Your assignment
As the lines appear below, please set them down exactly, starting at the first and finishing with the one containing "pub fn domain(&self)".

Information
★ ★ ★

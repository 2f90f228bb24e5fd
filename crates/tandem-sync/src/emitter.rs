// SPDX-FileCopyrightText: 2026 Tandem Contributors
// SPDX-License-Identifier: MIT OR Apache-2.0

//! Domain emitters: one per business feature, called after a write commits.

use std::sync::Arc;

use serde_json::Value;
use strum::{AsRefStr, Display, EnumIter, EnumString};
use tandem_core::{EventName, TandemError, UserId};
use tracing::warn;

use crate::router::{Delivery, EmitOptions, EventRouter};

/// Business features whose mutations are mirrored to the partner.
#[derive(Debug, Clone, Copy, PartialEq, Eq, Hash, Display, EnumString, EnumIter, AsRefStr)]
#[strum(serialize_all = "snake_case")]
pub enum Domain {
    Task,
    Note,
    Checkin,
    Finance,
    Schedule,
    BucketList,
}

/// Standard mutation actions.
#[derive(Debug, Clone, Copy, PartialEq, Eq, Hash, Display, EnumString, EnumIter, AsRefStr)]
#[strum(serialize_all = "snake_case")]
pub enum Action {
    Created,
    Updated,
    Deleted,
}

impl Domain {
    pub fn event(self, action: Action) -> Result<EventName, TandemError> {
        EventName::from_parts(self.as_ref(), action.as_ref())
    }
}

/// Emits `<domain>:<action>` events for one feature.
#[derive(Clone)]
pub struct DomainEmitter {
    domain: Domain,
    router: Arc<EventRouter>,
}

impl DomainEmitter {
    pub fn new(domain: Domain, router: Arc<EventRouter>) -> Self {
        Self { domain, router }
    }

    pub fn domain(&self) -> Domain {
        self.domain
    }

    pub async fn created(&self, origin: &UserId, payload: Value) -> Delivery {
        self.emit(origin, Action::Created, payload, EmitOptions::default())
            .await
    }

    pub async fn updated(&self, origin: &UserId, payload: Value) -> Delivery {
        self.emit(origin, Action::Updated, payload, EmitOptions::default())
            .await
    }

    pub async fn deleted(&self, origin: &UserId, payload: Value) -> Delivery {
        self.emit(origin, Action::Deleted, payload, EmitOptions::default())
            .await
    }

    pub async fn emit(
        &self,
        origin: &UserId,
        action: Action,
        payload: Value,
        options: EmitOptions,
    ) -> Delivery {
        match self.domain.event(action) {
            Ok(name) => self.router.emit(origin, name, payload, options).await,
            Err(e) => {
                warn!(error = %e, "invalid domain event name");
                Delivery::default()
            }
        }
    }

    /// Emit a domain-specific action outside the standard three, e.g.
    /// `task:completed`.
    pub async fn emit_custom(
        &self,
        origin: &UserId,
        action: &str,
        payload: Value,
        options: EmitOptions,
    ) -> Result<Delivery, TandemError> {
        let name = EventName::from_parts(self.domain.as_ref(), action)?;
        Ok(self.router.emit(origin, name, payload, options).await)
    }
}
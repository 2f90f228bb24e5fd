// SPDX-FileCopyrightText: 2026 Tandem Contributors
// SPDX-License-Identifier: MIT OR Apache-2.0

//! Error types for the Tandem partner-sync subsystem.

use serde::{Deserialize, Serialize};
use thiserror::Error;

/// The primary error type used across the identity store, pairing service,
/// and gateway.
#[derive(Debug, Error)]
pub enum TandemError {
    /// Configuration errors (invalid TOML, missing required fields, type mismatches).
    #[error("configuration error: {0}")]
    Config(String),

    /// Storage backend errors (database connection, query failure, serialization).
    #[error("storage error: {source}")]
    Storage {
        source: Box<dyn std::error::Error + Send + Sync>,
    },

    /// A pairing operation was refused. Surfaced synchronously to the caller.
    #[error(transparent)]
    Pairing(#[from] PairingError),

    /// A real-time credential was rejected during the connection handshake.
    #[error("authentication rejected: {0}")]
    AuthRejected(#[from] AuthRejection),

    /// The user already holds the configured maximum of live connections.
    #[error("user {user} already has {limit} live connections")]
    TooManyConnections { user: String, limit: usize },

    /// A connection lifecycle transition that the state machine forbids.
    #[error("illegal connection transition from {from} to {to}")]
    IllegalTransition { from: String, to: String },

    /// Login credentials did not match an active account.
    #[error("invalid email or password")]
    InvalidCredentials,

    /// An account with this email already exists.
    #[error("an account for `{0}` already exists")]
    UserExists(String),

    /// The referenced account does not exist.
    #[error("user not found: {0}")]
    UserNotFound(String),

    /// Event names must follow `<domain>:<action>`.
    #[error("invalid event name `{0}`: expected `<domain>:<action>`")]
    InvalidEventName(String),

    /// Transport errors (bind failure, socket closed).
    #[error("channel error: {message}")]
    Channel {
        message: String,
        source: Option<Box<dyn std::error::Error + Send + Sync>>,
    },

    /// Internal or unexpected errors.
    #[error("internal error: {0}")]
    Internal(String),
}

impl TandemError {
    /// Wrap any error as a storage error.
    pub fn storage<E>(err: E) -> Self
    where
        E: std::error::Error + Send + Sync + 'static,
    {
        TandemError::Storage {
            source: Box::new(err),
        }
    }
}

/// Typed refusals from the pairing service.
///
/// None of these are retried; each one is shown to the requesting user.
#[derive(Debug, Clone, PartialEq, Eq, Error)]
pub enum PairingError {
    /// The target resolves to the requester.
    #[error("you cannot pair with yourself")]
    SelfPairing,

    /// Either the requester or the target already has a partner.
    #[error("one of these accounts already has a partner")]
    AlreadyPaired,

    /// The target identifier does not resolve to an active account.
    #[error("no active account matches `{0}`")]
    NotFound(String),

    /// Dissolve was requested by a user without a partner.
    #[error("you do not currently have a partner")]
    NoPartner,

    /// The requesting account is deactivated.
    #[error("this account is not active")]
    Inactive,
}

impl PairingError {
    /// Stable machine-readable code for API responses.
    pub fn code(&self) -> &'static str {
        match self {
            PairingError::SelfPairing => "self_pairing",
            PairingError::AlreadyPaired => "already_paired",
            PairingError::NotFound(_) => "not_found",
            PairingError::NoPartner => "no_partner",
            PairingError::Inactive => "inactive_user",
        }
    }
}

/// Reason a real-time connection was refused during authentication.
///
/// Sent to the client as an explicit `auth_error` frame before the
/// transport closes.
#[derive(
    Debug, Clone, Copy, PartialEq, Eq, Hash, Error, Serialize, Deserialize, strum::IntoStaticStr,
)]
#[serde(rename_all = "snake_case")]
#[strum(serialize_all = "snake_case")]
pub enum AuthRejection {
    /// No credential was presented before the auth timeout.
    #[error("no_token")]
    NoToken,
    /// The credential is unknown, expired, or revoked.
    #[error("invalid_token")]
    InvalidToken,
    /// The credential belongs to a deactivated account.
    #[error("inactive_user")]
    InactiveUser,
}

impl AuthRejection {
    /// Wire-level reason string.
    pub fn reason(&self) -> &'static str {
        (*self).into()
    }
}
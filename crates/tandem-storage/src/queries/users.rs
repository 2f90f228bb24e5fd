// SPDX-FileCopyrightText: 2026 Tandem Contributors
// SPDX-License-Identifier: MIT OR Apache-2.0

//! User record queries.

use rusqlite::{Connection, OptionalExtension, Row, params};
use tandem_core::{TandemError, User, UserId};

use crate::database::{Database, map_tr_err};

/// Column list matching [`user_from_row`].
pub(crate) const USER_COLUMNS: &str =
    "id, email, display_name, partner_id, active, created_at, updated_at";

pub(crate) fn user_from_row(row: &Row<'_>) -> rusqlite::Result<User> {
    Ok(User {
        id: UserId(row.get(0)?),
        email: row.get(1)?,
        display_name: row.get(2)?,
        partner_id: row.get::<_, Option<String>>(3)?.map(UserId),
        active: row.get(4)?,
        created_at: row.get(5)?,
        updated_at: row.get(6)?,
    })
}

/// Load a user by id within an open connection or transaction.
pub(crate) fn select_user(conn: &Connection, id: &UserId) -> rusqlite::Result<Option<User>> {
    conn.query_row(
        &format!("SELECT {USER_COLUMNS} FROM users WHERE id = ?1"),
        params![id.as_str()],
        user_from_row,
    )
    .optional()
}

/// Resolve an identifier (id, or email ignoring case) within a connection.
pub(crate) fn select_by_identifier(
    conn: &Connection,
    identifier: &str,
) -> rusqlite::Result<Option<User>> {
    conn.query_row(
        &format!("SELECT {USER_COLUMNS} FROM users WHERE id = ?1 OR email = ?1 COLLATE NOCASE"),
        params![identifier],
        user_from_row,
    )
    .optional()
}

/// Insert a new active, unpaired user. Fails with `UserExists` on a
/// duplicate email.
pub async fn create_user(
    db: &Database,
    email: &str,
    display_name: &str,
    password_hash: &str,
) -> Result<User, TandemError> {
    let id = UserId::generate();
    let email_owned = email.trim().to_string();
    let display_name = display_name.trim().to_string();
    let password_hash = password_hash.to_string();

    let inserted = db
        .connection()
        .call(move |conn| -> Result<Option<User>, rusqlite::Error> {
            let result = conn.execute(
                "INSERT INTO users (id, email, display_name, password_hash) VALUES (?1, ?2, ?3, ?4)",
                params![id.as_str(), email_owned, display_name, password_hash],
            );
            match result {
                Ok(_) => select_user(conn, &id),
                Err(rusqlite::Error::SqliteFailure(e, _))
                    if e.code == rusqlite::ErrorCode::ConstraintViolation =>
                {
                    Ok(None)
                }
                Err(e) => Err(e),
            }
        })
        .await
        .map_err(map_tr_err)?;

    inserted.ok_or_else(|| TandemError::UserExists(email.trim().to_string()))
}

/// Fetch a user by id.
pub async fn get_user(db: &Database, id: &UserId) -> Result<Option<User>, TandemError> {
    let id = id.clone();
    db.connection()
        .call(move |conn| select_user(conn, &id))
        .await
        .map_err(map_tr_err)
}

/// Resolve an identifier to a user, active or not.
pub async fn find_user(db: &Database, identifier: &str) -> Result<Option<User>, TandemError> {
    let identifier = identifier.trim().to_string();
    db.connection()
        .call(move |conn| select_by_identifier(conn, &identifier))
        .await
        .map_err(map_tr_err)
}

/// All users, oldest first.
pub async fn list_users(db: &Database) -> Result<Vec<User>, TandemError> {
    db.connection()
        .call(|conn| -> Result<Vec<User>, rusqlite::Error> {
            let mut stmt = conn.prepare(&format!(
                "SELECT {USER_COLUMNS} FROM users ORDER BY created_at ASC, id ASC"
            ))?;
            let rows = stmt.query_map([], user_from_row)?;
            rows.collect()
        })
        .await
        .map_err(map_tr_err)
}

/// The current `partner_id` of `id`. Missing users have no partner.
pub async fn partner_of(db: &Database, id: &UserId) -> Result<Option<UserId>, TandemError> {
    let id = id.clone();
    db.connection()
        .call(move |conn| -> Result<Option<UserId>, rusqlite::Error> {
            let partner: Option<Option<String>> = conn
                .query_row(
                    "SELECT partner_id FROM users WHERE id = ?1",
                    params![id.as_str()],
                    |row| row.get(0),
                )
                .optional()?;
            Ok(partner.flatten().map(UserId))
        })
        .await
        .map_err(map_tr_err)
}

/// The user and stored password hash for an email, if the account exists.
pub async fn credentials_for(
    db: &Database,
    email: &str,
) -> Result<Option<(User, String)>, TandemError> {
    let email = email.trim().to_string();
    db.connection()
        .call(move |conn| -> Result<Option<(User, String)>, rusqlite::Error> {
            conn.query_row(
                &format!(
                    "SELECT {USER_COLUMNS}, password_hash FROM users WHERE email = ?1 COLLATE NOCASE"
                ),
                params![email],
                |row| Ok((user_from_row(row)?, row.get(7)?)),
            )
            .optional()
        })
        .await
        .map_err(map_tr_err)
}

#[cfg(test)]
mod tests {
    use super::*;
    use tempfile::tempdir;

    async fn setup_db() -> (Database, tempfile::TempDir) {
        let dir = tempdir().unwrap();
        let db_path = dir.path().join("test.db");
        let db = Database::open(db_path.to_str().unwrap()).await.unwrap();
        (db, dir)
    }

    #[tokio::test]
    async fn create_and_get_user() {
        let (db, _dir) = setup_db().await;
        let user = create_user(&db, "ana@example.com", "Ana", "hash").await.unwrap();
        assert!(user.active);
        assert!(user.partner_id.is_none());

        let fetched = get_user(&db, &user.id).await.unwrap().unwrap();
        assert_eq!(fetched, user);
        db.close().await.unwrap();
    }

    #[tokio::test]
    async fn duplicate_email_is_rejected_case_insensitively() {
        let (db, _dir) = setup_db().await;
        create_user(&db, "ana@example.com", "Ana", "hash").await.unwrap();
        let err = create_user(&db, "ANA@example.com", "Ana 2", "hash")
            .await
            .unwrap_err();
        assert!(matches!(err, TandemError::UserExists(_)));
        db.close().await.unwrap();
    }

    #[tokio::test]
    async fn find_user_by_id_or_email() {
        let (db, _dir) = setup_db().await;
        let user = create_user(&db, "ben@example.com", "Ben", "hash").await.unwrap();

        let by_email = find_user(&db, "  BEN@example.com ").await.unwrap().unwrap();
        assert_eq!(by_email.id, user.id);
        let by_id = find_user(&db, user.id.as_str()).await.unwrap().unwrap();
        assert_eq!(by_id.email, "ben@example.com");
        assert!(find_user(&db, "nobody@example.com").await.unwrap().is_none());
        db.close().await.unwrap();
    }

    #[tokio::test]
    async fn partner_of_unknown_user_is_none() {
        let (db, _dir) = setup_db().await;
        assert!(partner_of(&db, &UserId::from("ghost")).await.unwrap().is_none());
        db.close().await.unwrap();
    }

    #[tokio::test]
    async fn credentials_include_hash() {
        let (db, _dir) = setup_db().await;
        create_user(&db, "cy@example.com", "Cy", "stored-hash").await.unwrap();
        let (user, hash) = credentials_for(&db, "cy@example.com").await.unwrap().unwrap();
        assert_eq!(user.display_name, "Cy");
        assert_eq!(hash, "stored-hash");
        db.close().await.unwrap();
    }
}
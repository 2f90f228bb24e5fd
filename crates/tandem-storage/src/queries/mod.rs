// SPDX-FileCopyrightText: 2026 Tandem Contributors
// SPDX-License-Identifier: MIT OR Apache-2.0

//! Typed query modules over the [`Database`](crate::Database) handle.

pub mod pairing;
pub mod tokens;
pub mod users;
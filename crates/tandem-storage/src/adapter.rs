// SPDX-FileCopyrightText: 2026 Tandem Contributors
// SPDX-License-Identifier: MIT OR Apache-2.0

//! SQLite implementation of the identity and account store traits.

use std::time::Duration;

use async_trait::async_trait;
use secrecy::{ExposeSecret, SecretString};
use tokio::sync::OnceCell;
use tracing::debug;

use tandem_config::model::StorageConfig;
use tandem_core::{
    AccountStore, IdentityStore, IssuedToken, PartnerLink, TandemError, TokenLookup,
    UnlinkOutcome, User, UserId,
};

use crate::crypto;
use crate::database::{Database, map_tr_err};
use crate::queries;

/// SQLite-backed identity store.
///
/// Wraps a [`Database`] handle and delegates to the typed query modules. The
/// database is opened by [`SqliteStore::initialize`].
pub struct SqliteStore {
    config: StorageConfig,
    db: OnceCell<Database>,
}

impl SqliteStore {
    /// Create a store for the configured path. Nothing is opened yet.
    pub fn new(config: StorageConfig) -> Self {
        Self {
            config,
            db: OnceCell::new(),
        }
    }

    /// Open the database and run migrations.
    pub async fn initialize(&self) -> Result<(), TandemError> {
        let db = Database::open_with(&self.config.database_path, self.config.wal_mode).await?;
        self.db.set(db).map_err(|_| TandemError::Storage {
            source: "storage already initialized".into(),
        })?;
        debug!(path = %self.config.database_path, "SQLite store initialized");
        Ok(())
    }

    /// Cheap liveness check for the health endpoint.
    pub async fn health_check(&self) -> Result<(), TandemError> {
        self.db()?
            .connection()
            .call(|conn| -> Result<(), rusqlite::Error> {
                conn.query_row("SELECT 1", [], |_| Ok(()))
            })
            .await
            .map_err(map_tr_err)
    }

    /// Checkpoint the WAL. The connection itself closes when the store drops.
    pub async fn close(&self) -> Result<(), TandemError> {
        if let Some(db) = self.db.get() {
            db.connection()
                .call(|conn| -> Result<(), rusqlite::Error> {
                    conn.query_row("PRAGMA wal_checkpoint(TRUNCATE)", [], |_| Ok(()))
                })
                .await
                .map_err(map_tr_err)?;
            debug!("WAL checkpoint complete");
        }
        Ok(())
    }

    fn db(&self) -> Result<&Database, TandemError> {
        self.db.get().ok_or_else(|| TandemError::Storage {
            source: "storage not initialized -- call initialize() first".into(),
        })
    }
}

#[async_trait]
impl IdentityStore for SqliteStore {
    async fn get_user(&self, id: &UserId) -> Result<Option<User>, TandemError> {
        queries::users::get_user(self.db()?, id).await
    }

    async fn find_user(&self, identifier: &str) -> Result<Option<User>, TandemError> {
        queries::users::find_user(self.db()?, identifier).await
    }

    async fn partner_of(&self, id: &UserId) -> Result<Option<UserId>, TandemError> {
        queries::users::partner_of(self.db()?, id).await
    }

    async fn link_partners(
        &self,
        requester: &UserId,
        target_identifier: &str,
    ) -> Result<PartnerLink, TandemError> {
        queries::pairing::link_partners(self.db()?, requester, target_identifier).await
    }

    async fn unlink_partner(&self, requester: &UserId) -> Result<UnlinkOutcome, TandemError> {
        queries::pairing::unlink_partner(self.db()?, requester).await
    }

    async fn deactivate_user(&self, id: &UserId) -> Result<Option<UserId>, TandemError> {
        queries::pairing::deactivate_user(self.db()?, id).await
    }

    async fn resolve_token(&self, token: &str) -> Result<TokenLookup, TandemError> {
        queries::tokens::resolve_token(self.db()?, token).await
    }
}

#[async_trait]
impl AccountStore for SqliteStore {
    async fn create_user(
        &self,
        email: &str,
        display_name: &str,
        password: &SecretString,
    ) -> Result<User, TandemError> {
        let hash = crypto::hash_password(password.expose_secret())?;
        queries::users::create_user(self.db()?, email, display_name, &hash).await
    }

    async fn verify_password(
        &self,
        email: &str,
        password: &SecretString,
    ) -> Result<Option<User>, TandemError> {
        let Some((user, hash)) = queries::users::credentials_for(self.db()?, email).await? else {
            return Ok(None);
        };
        if !user.active {
            return Ok(None);
        }
        let password = password.expose_secret().to_string();
        // Argon2 verification is CPU-bound.
        let matches = tokio::task::spawn_blocking(move || crypto::verify_password(&password, &hash))
            .await
            .map_err(|e| TandemError::Internal(format!("password check panicked: {e}")))?;
        Ok(matches.then_some(user))
    }

    async fn issue_token(&self, user: &UserId, ttl: Duration) -> Result<IssuedToken, TandemError> {
        queries::tokens::issue_token(self.db()?, user, ttl).await
    }

    async fn revoke_token(&self, token: &str) -> Result<Option<String>, TandemError> {
        queries::tokens::revoke_token(self.db()?, token).await
    }

    async fn list_users(&self) -> Result<Vec<User>, TandemError> {
        queries::users::list_users(self.db()?).await
    }
}

#[cfg(test)]
mod tests {
    use super::*;
    use tempfile::tempdir;

    fn make_config(path: &str) -> StorageConfig {
        StorageConfig {
            database_path: path.to_string(),
            wal_mode: true,
        }
    }

    #[tokio::test]
    async fn uninitialized_store_errors() {
        let store = SqliteStore::new(make_config("/nonexistent/never.db"));
        let err = store.get_user(&UserId::from("x")).await.unwrap_err();
        assert!(matches!(err, TandemError::Storage { .. }));
    }

    #[tokio::test]
    async fn initialize_creates_file_and_rejects_double_init() {
        let dir = tempdir().unwrap();
        let db_path = dir.path().join("init.db");
        let store = SqliteStore::new(make_config(db_path.to_str().unwrap()));

        store.initialize().await.unwrap();
        assert!(db_path.exists());
        assert!(store.initialize().await.is_err());
        store.health_check().await.unwrap();
        store.close().await.unwrap();
    }

    #[tokio::test]
    async fn password_verification() {
        let dir = tempdir().unwrap();
        let store = SqliteStore::new(make_config(dir.path().join("pw.db").to_str().unwrap()));
        store.initialize().await.unwrap();

        let secret = SecretString::from("hunter22".to_string());
        let user = store.create_user("eve@example.com", "Eve", &secret).await.unwrap();

        let ok = store.verify_password("EVE@example.com", &secret).await.unwrap();
        assert_eq!(ok.map(|u| u.id), Some(user.id.clone()));

        let wrong = SecretString::from("nope".to_string());
        assert!(store.verify_password("eve@example.com", &wrong).await.unwrap().is_none());

        store.deactivate_user(&user.id).await.unwrap();
        assert!(store.verify_password("eve@example.com", &secret).await.unwrap().is_none());
    }
}
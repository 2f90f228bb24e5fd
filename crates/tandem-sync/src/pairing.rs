// SPDX-FileCopyrightText: 2026 Tandem Contributors
// SPDX-License-Identifier: MIT OR Apache-2.0

//! Pairing service: link and dissolve partnerships, then bring live
//! connections in line with the new state.
//!
//! The store decides; this layer only reacts. Refusals come back from the
//! store as typed [`PairingError`](tandem_core::PairingError)s and are returned
//! unchanged. After a committed change, membership is recomputed for both
//! users and each side's own devices get a `partner:linked` or
//! `partner:unlinked` event. A failure in that follow-up is logged, never
//! reported, because the pairing itself has already taken effect.

use std::sync::Arc;

use serde_json::json;
use tandem_core::{
    DomainEvent, EventName, IdentityStore, PartnerLink, TandemError, UnlinkOutcome, UserId,
    UserSummary,
};
use tracing::{info, warn};

use crate::frame::{ServerFrame, disconnect_reasons};
use crate::registry::ConnectionRegistry;
use crate::router::EventRouter;

pub struct PairingService {
    identity: Arc<dyn IdentityStore>,
    registry: Arc<ConnectionRegistry>,
    router: Arc<EventRouter>,
}

impl PairingService {
    pub fn new(
        identity: Arc<dyn IdentityStore>,
        registry: Arc<ConnectionRegistry>,
        router: Arc<EventRouter>,
    ) -> Self {
        Self {
            identity,
            registry,
            router,
        }
    }

    /// Link `requester` with the active user named by `target_identifier`
    /// (user id or email).
    pub async fn propose_or_join(
        &self,
        requester: &UserId,
        target_identifier: &str,
    ) -> Result<PartnerLink, TandemError> {
        let link = self
            .identity
            .link_partners(requester, target_identifier)
            .await?;
        info!(user_id = %link.user.id, partner_id = %link.partner.id, "partnership established");

        self.recompute(&[&link.user.id, &link.partner.id]).await;
        self.announce_linked(&link.user, &link.partner);
        self.announce_linked(&link.partner, &link.user);
        Ok(link)
    }

    /// Dissolve the requester's partnership.
    pub async fn dissolve(&self, requester: &UserId) -> Result<UnlinkOutcome, TandemError> {
        let outcome = self.identity.unlink_partner(requester).await?;
        info!(
            user_id = %outcome.user,
            former_partner = %outcome.former_partner,
            "partnership dissolved"
        );

        self.recompute(&[&outcome.user, &outcome.former_partner]).await;
        self.announce_unlinked(&outcome.user, &outcome.former_partner)
            .await;
        if outcome.partner_cleared {
            self.announce_unlinked(&outcome.former_partner, &outcome.user)
                .await;
        }
        Ok(outcome)
    }

    /// The requester's current partner, read fresh from the store.
    pub async fn status(&self, user: &UserId) -> Result<Option<UserSummary>, TandemError> {
        let me = self
            .identity
            .get_user(user)
            .await?
            .ok_or_else(|| TandemError::UserNotFound(user.to_string()))?;
        let Some(partner_id) = me.partner_id else {
            return Ok(None);
        };
        Ok(self
            .identity
            .get_user(&partner_id)
            .await?
            .map(|partner| UserSummary::from(&partner)))
    }

    /// Deactivate an account: dissolve its partnership, refresh the former
    /// partner's connections, and close the user's own connections.
    pub async fn deactivate(&self, user: &UserId) -> Result<Option<UserId>, TandemError> {
        let former_partner = self.identity.deactivate_user(user).await?;
        info!(user_id = %user, "account deactivated");

        match &former_partner {
            Some(partner) => {
                self.recompute(&[user, partner]).await;
                self.announce_unlinked(partner, user).await;
            }
            None => self.recompute(&[user]).await,
        }
        self.registry
            .disconnect_user(user, disconnect_reasons::INACTIVE_USER);
        Ok(former_partner)
    }

    async fn recompute(&self, users: &[&UserId]) {
        for user in users {
            if let Err(e) = self.registry.recompute_membership(user).await {
                warn!(user_id = %user, error = %e, "membership recompute failed");
            }
        }
    }

    fn announce_linked(&self, to: &UserSummary, partner: &UserSummary) {
        let payload = json!({ "partner": partner });
        self.announce(
            &to.id,
            &partner.id,
            EventName::PARTNER_LINKED,
            payload,
            &partner.display_name,
        );
    }

    async fn announce_unlinked(&self, to: &UserId, former_partner: &UserId) {
        let actor_name = match self.identity.get_user(former_partner).await {
            Ok(Some(user)) => user.display_name,
            _ => String::new(),
        };
        let payload = json!({ "former_partner": former_partner });
        self.announce(
            to,
            former_partner,
            EventName::PARTNER_UNLINKED,
            payload,
            &actor_name,
        );
    }

    fn announce(
        &self,
        to: &UserId,
        actor: &UserId,
        name: &str,
        payload: serde_json::Value,
        actor_name: &str,
    ) {
        let Ok(name) = EventName::parse(name) else {
            return;
        };
        let event = DomainEvent::new(actor.clone(), name, payload);
        self.router
            .notify_user(to, ServerFrame::event(&event, actor_name));
    }
}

★ ★ ★

Solved exercise
repository 2f90f228bb24e5fd
filename crates/tandem-sync/src/emitter.rs
// SPDX-FileCopyrightText: 2026 Tandem Contributors
// SPDX-License-Identifier: MIT OR Apache-2.0

//! Domain emitters: one per business feature, called after a write commits.

use std::sync::Arc;

use serde_json::Value;
use strum::{AsRefStr, Display, EnumIter, EnumString};
use tandem_core::{EventName, TandemError, UserId};
use tracing::warn;

use crate::router::{Delivery, EmitOptions, EventRouter};

/// Business features whose mutations are mirrored to the partner.
#[derive(Debug, Clone, Copy, PartialEq, Eq, Hash, Display, EnumString, EnumIter, AsRefStr)]
#[strum(serialize_all = "snake_case")]
pub enum Domain {
    Task,
    Note,
    Checkin,
    Finance,
    Schedule,
    BucketList,
}

/// Standard mutation actions.
#[derive(Debug, Clone, Copy, PartialEq, Eq, Hash, Display, EnumString, EnumIter, AsRefStr)]
#[strum(serialize_all = "snake_case")]
pub enum Action {
    Created,
    Updated,
    Deleted,
}

impl Domain {
    pub fn event(self, action: Action) -> Result<EventName, TandemError> {
        EventName::from_parts(self.as_ref(), action.as_ref())
    }
}

/// Emits `<domain>:<action>` events for one feature.
#[derive(Clone)]
pub struct DomainEmitter {
    domain: Domain,
    router: Arc<EventRouter>,
}

impl DomainEmitter {
    pub fn new(domain: Domain, router: Arc<EventRouter>) -> Self {
        Self { domain, router }
    }

    pub fn domain(&self) -> Domain {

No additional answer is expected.